As this series (almost) draws to a close, we have one more category to cover: waterproof notebooks. That’s especially apt right now. As I’m writing this, it’s storming outside my window, my friend just texted me that the brand new front door she had installed last month is leaking from the door’s inset windows and through the weatherstripping, and just about everyone has seen this video of flooded New York City subways:

In last week’s installment, Noteworthy Notebooks: Stone Cold and Super-Strong, we looked specifically at notebooks made of stone paper, which falls along a continuum of water-resistant to waterproof. In 2014, in Surveying the Landscape: Around the World with Horizontal Office Supplies, I wrote about Rainwriter, an online store that sells waterproof clipboards, like the spring-loaded A3 landscape, waterproof clipboard, below. (They also have an A4-sized landscape and an A4-sized portrait orientation waterproof clipboard!)

And, all the way back in 2012, I wrote a post about waterproof notebooks, though much of the (water-logged) landscape has changed. I posited that if you’re dealing with rain, sleet, snow, or humidity, your paper was going to get soggy and your ink might bleed, while digital solutions were equally (if not more) fraught. Thus, I’d written the following (which I’ve updated a bit for today’s post):

WATERPROOF SOLUTIONS FOR WATERLOGGED WRITERS

Do you wonder who really needs such a thing? Waterproof notebooks are stellar options for:

  • Private detectives – especially of the film noir variety, as it’s always drizzling in those stakeout scenes.
  • Military personnel, police officers, and firefighters – you never know what clue Gibbs and his NCIS team might need to note for the case, or what Herrera, Miller and the rest of the Station 19 crew might want to capture in the dripping carcass of the structure fire they’ve just extinguished.
  • Poolside novelists – when you get the burst of inspiration in the middle of doing the butterfly, can you really wait until you’ve completely dried off to write that critical scene?
  • Sailors, boaters, fishermen, and lobstermen (and lobsterwomen, of course) – because you really don’t want to risk someone yelling, “iPad overboard!”
  • Shower sages – so you don’t forget those notions that come to you mid-shampoo. Ever wonder why you get such great creative eurekas in the shower?
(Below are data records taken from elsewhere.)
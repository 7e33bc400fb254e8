pub mod builder;

use serde::{Deserialize, Serialize};
use serde_json::Value;
use std::collections::HashMap;

/// Authoring-level process definition, before compilation into a
/// [`crate::graph::ProcessGraph`].
#[derive(Debug, Clone, Serialize, Deserialize, PartialEq)]
pub struct Process {
    pub id: String,
    pub name: String,
    #[serde(default)]
    pub variables: HashMap<String, Value>,
    pub activities: Vec<Activity>,
    #[serde(default)]
    pub edges: Vec<Edge>,
}

/// A node of the authoring graph.
#[derive(Debug, Clone, Serialize, Deserialize, PartialEq)]
pub struct Activity {
    pub id: String,
    #[serde(flatten)]
    pub kind: ActivityType,
}

/// Activity types available in the DSL.
///
/// Scoped variants (`SubProcess`, `EventSubProcess`, `MultiInstance`) carry
/// their own nested fragment; the compiler flattens everything into one
/// arena with parent pointers.
#[derive(Debug, Clone, Serialize, Deserialize, PartialEq)]
#[serde(tag = "type")]
pub enum ActivityType {
    Start,
    End,
    Task {
        /// Registered handler name. `None` marks a wait-state (user) task.
        #[serde(default)]
        handler: Option<String>,
        #[serde(default)]
        params: HashMap<String, Value>,
        /// Process variable receiving the handler result.
        #[serde(default)]
        output: Option<String>,
    },
    ParallelGateway,
    InclusiveGateway,
    SubProcess {
        activities: Vec<Activity>,
        #[serde(default)]
        edges: Vec<Edge>,
    },
    /// Looped wrapper spawning iteration executions over `body`.
    MultiInstance {
        sequential: bool,
        cardinality: u32,
        #[serde(default)]
        completion_condition: Option<String>,
        body: Box<Activity>,
    },
    CallActivity {
        called_element: String,
        #[serde(default)]
        version: Option<u32>,
    },
    /// Scope triggered by its start event rather than by sequence flow.
    EventSubProcess {
        event: EventDefinition,
        interrupting: bool,
        activities: Vec<Activity>,
        #[serde(default)]
        edges: Vec<Edge>,
    },
    BoundaryEvent {
        attached_to: String,
        event: EventDefinition,
        interrupting: bool,
    },
}

#[derive(Debug, Clone, Copy, Serialize, Deserialize, PartialEq, Eq, Hash)]
pub enum EventKind {
    Signal,
    Message,
    Timer,
}

#[derive(Debug, Clone, Serialize, Deserialize, PartialEq)]
pub struct EventDefinition {
    pub kind: EventKind,
    /// Signal/message name. Unused for timers.
    #[serde(default)]
    pub name: Option<String>,
    /// Timer duration. Unused for signals/messages.
    #[serde(default)]
    pub due_ms: Option<u64>,
}

impl EventDefinition {
    pub fn signal(name: &str) -> Self {
        Self { kind: EventKind::Signal, name: Some(name.to_string()), due_ms: None }
    }

    pub fn message(name: &str) -> Self {
        Self { kind: EventKind::Message, name: Some(name.to_string()), due_ms: None }
    }

    pub fn timer(due_ms: u64) -> Self {
        Self { kind: EventKind::Timer, name: None, due_ms: Some(due_ms) }
    }
}

/// Sequence flow between two activities of the same scope.
#[derive(Debug, Clone, Serialize, Deserialize, PartialEq)]
pub struct Edge {
    pub source: String,
    pub target: String,
    #[serde(default)]
    pub condition: Option<String>,
}

impl Activity {
    /// Wait-state task with no handler.
    pub fn user_task(id: &str) -> Self {
        Self {
            id: id.to_string(),
            kind: ActivityType::Task { handler: None, params: HashMap::new(), output: None },
        }
    }
}
use crate::graph::{ActivityKind, ProcessGraph};
use crate::migration::MigrationError;
use crate::migration::request::{MoveOperation, ScopeRef};
use crate::migration::resolver::{ScopeResolver, TargetCreation};
use crate::runtime::instance::{ExecutionId, ProcessInstance};
use serde_json::Value;
use std::collections::{HashMap, HashSet};
use uuid::Uuid;

/// Ordered, side-effect-free migration plan. Nothing here touches the
/// tree; the mutator applies it phase by phase.
#[derive(Debug, Default)]
pub struct MigrationPlan {
    /// Process-variable writes, applied before the cancel phase in
    /// request order.
    pub global_writes: Vec<(String, Value)>,
    /// Cancel set, deepest scope first.
    pub cancel_roots: Vec<ExecutionId>,
    /// Scope executions the empty-scope sweep must not remove because a
    /// creation reuses them.
    pub keep_alive: HashSet<ExecutionId>,
    /// Create set, one entry per new leaf, scope chains shallowest first.
    pub creations: Vec<TargetCreation>,
    /// Fork-instance expected-count corrections.
    pub fork_deltas: Vec<(ExecutionId, String, i64)>,
    /// Event-subprocess registrations left without active context by this
    /// plan; removed at the end of the cancel phase.
    pub subscription_prunes: Vec<Uuid>,
    pub job_prunes: Vec<Uuid>,
    /// Local writes for scopes that already exist.
    pub existing_local_writes: Vec<(ExecutionId, String, Value)>,
    /// Local writes for scopes the creation phase will build, keyed by
    /// scope activity.
    pub pending_local_writes: HashMap<String, Vec<(String, Value)>>,
}

/// Validates a whole change-state request against a single pre-move tree
/// snapshot and produces a [`MigrationPlan`]. No mutation happens until
/// the full request has validated.
pub struct MigrationPlanner<'a> {
    graph: &'a ProcessGraph,
}

impl<'a> MigrationPlanner<'a> {
    pub fn new(graph: &'a ProcessGraph) -> Self {
        Self { graph }
    }

    pub fn plan(
        &self,
        instance: &ProcessInstance,
        moves: &[MoveOperation],
        process_variables: &[(String, Value)],
        local_variables: &[(ScopeRef, String, Value)],
    ) -> Result<MigrationPlan, MigrationError> {
        let resolver = ScopeResolver::new(self.graph, instance);

        let mut cancel_roots: Vec<ExecutionId> = Vec::new();
        let mut creations: Vec<TargetCreation> = Vec::new();
        let mut fork_deltas = Vec::new();
        for op in moves {
            let resolved = resolver.resolve(op)?;
            cancel_roots.extend(resolved.cancel_roots);
            creations.extend(resolved.creations);
            fork_deltas.extend(resolved.fork_delta);
        }

        // Cross-operation dedupe, then deepest first.
        let root_set: HashSet<ExecutionId> = cancel_roots.iter().copied().collect();
        let mut seen = HashSet::new();
        cancel_roots.retain(|r| {
            seen.insert(*r) && !instance.ancestors(*r).iter().any(|a| root_set.contains(a))
        });
        cancel_roots.sort_by_key(|r| std::cmp::Reverse(instance.ancestors(*r).len()));

        let mut cancelled: HashSet<ExecutionId> = HashSet::new();
        for root in &cancel_roots {
            cancelled.extend(instance.subtree(*root));
        }

        // An anchor consumed by another operation of the same request
        // falls back to a plain chain walk from the process root.
        for creation in &mut creations {
            if let Some(anchor) = creation.anchor
                && cancelled.contains(&anchor)
            {
                creation.anchor = None;
                creation.chain = self.graph.scope_chain(&creation.target);
                creation.fork_origin = None;
            }
        }

        let keep_alive = self.keep_alive(instance, &cancelled, &creations);
        let (existing_local_writes, pending_local_writes) =
            self.resolve_local_writes(instance, &cancelled, &creations, local_variables)?;
        let (subscription_prunes, job_prunes) = self.compute_prunes(instance, &cancelled, &creations);

        Ok(MigrationPlan {
            global_writes: process_variables.to_vec(),
            cancel_roots,
            keep_alive,
            creations,
            fork_deltas,
            subscription_prunes,
            job_prunes,
            existing_local_writes,
            pending_local_writes,
        })
    }

    /// Cancel-only plan: used when control leaves for another process
    /// instance.
    pub fn plan_cancellation(
        &self,
        instance: &ProcessInstance,
        from: &str,
    ) -> Result<MigrationPlan, MigrationError> {
        let resolver = ScopeResolver::new(self.graph, instance);
        let mut cancel_roots = resolver.resolve_cancellation(from)?;
        cancel_roots.sort_by_key(|r| std::cmp::Reverse(instance.ancestors(*r).len()));
        let mut cancelled: HashSet<ExecutionId> = HashSet::new();
        for root in &cancel_roots {
            cancelled.extend(instance.subtree(*root));
        }
        let (subscription_prunes, job_prunes) = self.compute_prunes(instance, &cancelled, &[]);
        let mut keep_alive = HashSet::new();
        keep_alive.insert(instance.root);
        Ok(MigrationPlan {
            cancel_roots,
            keep_alive,
            subscription_prunes,
            job_prunes,
            ..MigrationPlan::default()
        })
    }

    /// Creation-only plan: used when control arrives from another process
    /// instance.
    pub fn plan_target_only(
        &self,
        instance: &ProcessInstance,
        to: &str,
    ) -> Result<MigrationPlan, MigrationError> {
        let resolver = ScopeResolver::new(self.graph, instance);
        let creations = vec![resolver.creation_from_root(to)?];
        let keep_alive = self.keep_alive(instance, &HashSet::new(), &creations);
        Ok(MigrationPlan { creations, keep_alive, ..MigrationPlan::default() })
    }

    /// Scope executions that survive the cancel phase because creations
    /// anchor on or reuse them.
    fn keep_alive(
        &self,
        instance: &ProcessInstance,
        cancelled: &HashSet<ExecutionId>,
        creations: &[TargetCreation],
    ) -> HashSet<ExecutionId> {
        let mut keep = HashSet::new();
        keep.insert(instance.root);
        for creation in creations {
            let mut under = creation.anchor.unwrap_or(instance.root);
            if let Some(anchor) = creation.anchor {
                keep.insert(anchor);
                keep.extend(instance.ancestors(anchor));
            }
            for scope_activity in &creation.chain {
                match instance.find_child_scope(under, scope_activity) {
                    Some(existing) if !cancelled.contains(&existing) => {
                        keep.insert(existing);
                        under = existing;
                    }
                    _ => break,
                }
            }
        }
        keep
    }

    fn resolve_local_writes(
        &self,
        instance: &ProcessInstance,
        cancelled: &HashSet<ExecutionId>,
        creations: &[TargetCreation],
        local_variables: &[(ScopeRef, String, Value)],
    ) -> Result<(Vec<(ExecutionId, String, Value)>, HashMap<String, Vec<(String, Value)>>), MigrationError>
    {
        let mut existing = Vec::new();
        let mut pending: HashMap<String, Vec<(String, Value)>> = HashMap::new();
        for (scope_ref, name, value) in local_variables {
            match scope_ref {
                ScopeRef::Execution(id) => {
                    if cancelled.contains(id) || !instance.contains(*id) {
                        return Err(MigrationError::Structural(format!(
                            "Scope execution {} not found for local variable '{}'",
                            id, name
                        )));
                    }
                    if !instance.get(*id).map(|e| e.is_scope).unwrap_or(false) {
                        return Err(MigrationError::Structural(format!(
                            "Execution {} is not a scope",
                            id
                        )));
                    }
                    existing.push((*id, name.clone(), value.clone()));
                }
                ScopeRef::Activity(activity) => {
                    let surviving = instance.executions_at(activity).into_iter().find(|e| {
                        !cancelled.contains(e)
                            && instance.get(*e).map(|x| x.is_scope).unwrap_or(false)
                    });
                    if let Some(execution) = surviving {
                        existing.push((execution, name.clone(), value.clone()));
                    } else if creations.iter().any(|c| c.chain.iter().any(|s| s == activity)) {
                        pending
                            .entry(activity.clone())
                            .or_default()
                            .push((name.clone(), value.clone()));
                    } else {
                        return Err(MigrationError::Structural(format!(
                            "Scope '{}' not found for local variable '{}'",
                            activity, name
                        )));
                    }
                }
            }
        }
        Ok((existing, pending))
    }

    /// Event-subprocess start registrations whose scope is left with no
    /// active context by this plan, independent of the interrupting flag.
    /// Boundary registrations die with their host execution instead.
    fn compute_prunes(
        &self,
        instance: &ProcessInstance,
        cancelled: &HashSet<ExecutionId>,
        creations: &[TargetCreation],
    ) -> (Vec<Uuid>, Vec<Uuid>) {
        let mut subscriptions = Vec::new();
        let mut jobs = Vec::new();
        for sub in &instance.subscriptions {
            if self.is_event_sub_process(&sub.activity_id)
                && !cancelled.contains(&sub.execution_id)
                && !self.scope_keeps_event(instance, cancelled, creations, sub.execution_id, &sub.activity_id)
            {
                subscriptions.push(sub.id);
            }
        }
        for job in &instance.jobs {
            if self.is_event_sub_process(&job.activity_id)
                && !cancelled.contains(&job.execution_id)
                && !self.scope_keeps_event(instance, cancelled, creations, job.execution_id, &job.activity_id)
            {
                jobs.push(job.id);
            }
        }
        (subscriptions, jobs)
    }

    fn is_event_sub_process(&self, activity: &str) -> bool {
        matches!(
            self.graph.activity(activity).map(|n| &n.kind),
            Some(ActivityKind::EventSubProcess { .. })
        )
    }

    /// Post-move simulation: does the owning scope keep at least one
    /// active execution outside the event sub-process's own instances?
    fn scope_keeps_event(
        &self,
        instance: &ProcessInstance,
        cancelled: &HashSet<ExecutionId>,
        creations: &[TargetCreation],
        owner: ExecutionId,
        esp: &str,
    ) -> bool {
        let mut stack: Vec<ExecutionId> =
            instance.get(owner).map(|s| s.children.clone()).unwrap_or_default();
        while let Some(id) = stack.pop() {
            if cancelled.contains(&id) {
                continue;
            }
            let Some(execution) = instance.get(id) else { continue };
            if execution.activity.as_deref() == Some(esp) {
                continue;
            }
            if execution.active && !execution.is_scope {
                return true;
            }
            stack.extend(execution.children.iter().copied());
        }
        let owner_activity = instance.get(owner).and_then(|e| e.activity.clone());
        creations.iter().any(|c| {
            self.creation_lands_in(instance, c, owner, owner_activity.as_deref())
                && !self.creation_inside(instance, c, esp)
        })
    }

    fn creation_lands_in(
        &self,
        instance: &ProcessInstance,
        creation: &TargetCreation,
        scope: ExecutionId,
        scope_activity: Option<&str>,
    ) -> bool {
        if let Some(anchor) = creation.anchor {
            if anchor == scope || instance.ancestors(anchor).contains(&scope) {
                return true;
            }
            scope_activity
                .map(|a| creation.chain.iter().any(|s| s == a))
                .unwrap_or(false)
        } else {
            match scope_activity {
                None => true,
                Some(a) => creation.chain.iter().any(|s| s == a),
            }
        }
    }

    fn creation_inside(
        &self,
        instance: &ProcessInstance,
        creation: &TargetCreation,
        esp: &str,
    ) -> bool {
        if creation.chain.iter().any(|s| s == esp) || creation.target == esp {
            return true;
        }
        if let Some(anchor) = creation.anchor {
            let mut ids = vec![anchor];
            ids.extend(instance.ancestors(anchor));
            return ids.into_iter().any(|id| {
                instance.get(id).map(|e| e.activity.as_deref() == Some(esp)).unwrap_or(false)
            });
        }
        false
    }
}
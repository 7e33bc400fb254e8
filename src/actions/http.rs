use crate::actions::{TaskContext, TaskHandler};
use anyhow::{Result, anyhow};
use async_trait::async_trait;
use reqwest::Client;
use serde_json::{Value, json};
use std::fmt::Debug;

#[derive(Debug)]
pub struct HttpHandler {
    client: Client,
}

impl HttpHandler {
    pub fn new() -> Self {
        Self { client: Client::new() }
    }
}

impl Default for HttpHandler {
    fn default() -> Self {
        Self::new()
    }
}

#[async_trait]
impl TaskHandler for HttpHandler {
    fn name(&self) -> &str {
        "http"
    }

    fn validate(&self, params: &Value) -> Result<()> {
        if params.get("url").is_none() {
            return Err(anyhow!("Missing required parameter: url"));
        }
        Ok(())
    }

    async fn execute(&self, params: Value, _ctx: &mut TaskContext<'_>) -> Result<Value> {
        let url = params
            .get("url")
            .and_then(|v| v.as_str())
            .ok_or_else(|| anyhow!("Invalid url"))?;

        let method_str = params.get("method").and_then(|v| v.as_str()).unwrap_or("GET");
        let method = method_str
            .parse::<reqwest::Method>()
            .map_err(|_| anyhow!("Invalid HTTP method: {}", method_str))?;

        let mut builder = self.client.request(method, url);

        // Handle Body (JSON)
        if let Some(body) = params.get("body") {
            builder = builder.json(body);
        }

        // Handle Headers
        if let Some(headers) = params.get("headers").and_then(|v| v.as_object()) {
            for (k, v) in headers {
                if let Some(v_str) = v.as_str() {
                    builder = builder.header(k, v_str);
                }
            }
        }

        let response = builder.send().await?;
        let status = response.status().as_u16();
        let body: Value = response.json().await.unwrap_or(Value::Null);

        Ok(json!({
            "status": status,
            "body": body,
        }))
    }
}
//! Floodgate - Fixed-Window Request Rate Limiting
//!
//! This crate implements a per-client fixed-window rate limiting engine and a
//! small decision service around it. An HTTP layer hands the engine a client
//! key and the current time and gets back an admit/reject decision with the
//! remaining quota and the window's reset time.

pub mod config;
pub mod error;
pub mod ratelimit;
pub mod wire;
Science knows!
  • Coaches, scorekeepers, golfers, and other athletes – because keeping track of stats during outdoor sporting events often means keeping dry notes, even if you can’t keep a dry eye when your team is losing.
  • Outdoorsy adventurers, campers, and divers – in other words, people who are the exact opposite of Paper Doll, Paper Mommy and our ilk. (Paper Doll‘s sister once went on a blind date with a guy who leaned across the table and enthused, apropos of nothing, “Don’t you just love camping?” Dear readers, trust me when I say, what we just love most is not camping. There was no second date.)
  • Bird-watchers who don’t seem so bothered by morning mists or summer showers, but whose disposition sours at the thought of losing data on a Wilson’s Warbler to a wet Wednesday.
  • Agricultural workers – because working in the field means you’re likely far from WiFi and the ability to note soil conditions or unrelated, genius notions.
  • Geological surveyors – OK, I admit, don’t know what they’re writing down, but that math has to go somewhere!
  • Veterinarians and vet students specializing in farm, zoo, and other large animals are likely getting wet, either from weather conditions or…um, other stuff. Yeah. Onward…
  • Engineers and contractors working on outdoor projects
  • Seattle residents and the characters in Grey’s Anatomy (and again, Station 19)
  • All the rest of us who might need to keep track of survival information during hurricanes, floods, and other inclement weather!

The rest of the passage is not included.